─── AVAILABLE RECORDS

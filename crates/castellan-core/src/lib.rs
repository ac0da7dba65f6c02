//! Castellan - a tile-laying castle building game engine
//!
//! This crate provides the core game logic for Castellan, including:
//! - Square grid coordinates and the nine feature positions of a tile
//! - The base game tile set with rotation
//! - Placement validation on a bounded grid, with an optional enclave rule
//! - Incremental tracking of fortifications, paths and cloisters
//! - Scoring of completed patterns, and of unfinished ones and fields at round end
//! - Game state machine driven by a transition table
//!
//! # Architecture
//!
//! The engine is synchronous and owns no I/O. Hosts drive one `GameState` per
//! session and serialize access to it themselves.
//!
//! # Modules
//!
//! - [`coord`]: Grid coordinates and tile positions
//! - [`tile`]: Tile kinds, layouts and rotation
//! - [`grid`]: The placement grid
//! - [`region`]: Pattern tracking and field regions
//! - [`scoring`]: Point values and owner resolution
//! - [`game`]: Game state machine

pub mod actions;
pub mod bot;
pub mod config;
pub mod coord;
pub mod game;
pub mod grid;
pub mod player;
pub mod region;
pub mod round;
pub mod scoring;
pub mod stack;
pub mod terrain;
pub mod tile;

// Re-export commonly used types
pub use actions::{GameAction, GameEvent, Standing};
pub use bot::{Bot, BotDifficulty};
pub use config::{GameConfig, MAX_PLAYERS};
pub use coord::{GridCoord, GridDirection};
pub use game::{GameError, GamePhase, GameState, Operation, PhaseKind};
pub use grid::{Grid, GridSpot, MeepleTarget};
pub use player::{Player, PlayerId, DEFAULT_MEEPLES};
pub use region::{FeatureCell, Pattern, PatternId, RegionTracker};
pub use round::Round;
pub use scoring::ScoreAward;
pub use stack::{TileStack, TileSupply};
pub use terrain::TerrainType;
pub use tile::{Meeple, Rotation, RotationDirection, Tile, TileKind};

──────

EXERCISE GOAL
Exact retyping is required: the line with "commonly used types" through the end of the data, both ends included, and no other line.

ANSWER TO THE PROBLEM
// Re-export commonly used types
pub use actions::{GameAction, GameEvent, Standing};
pub use bot::{Bot, BotDifficulty};
pub use config::{GameConfig, MAX_PLAYERS};
pub use coord::{GridCoord, GridDirection};
pub use game::{GameError, GamePhase, GameState, Operation, PhaseKind};
pub use grid::{Grid, GridSpot, MeepleTarget};
pub use player::{Player, PlayerId, DEFAULT_MEEPLES};
pub use region::{FeatureCell, Pattern, PatternId, RegionTracker};
pub use round::Round;
pub use scoring::ScoreAward;
pub use stack::{TileStack, TileSupply};
pub use terrain::TerrainType;
pub use tile::{Meeple, Rotation, RotationDirection, Tile, TileKind};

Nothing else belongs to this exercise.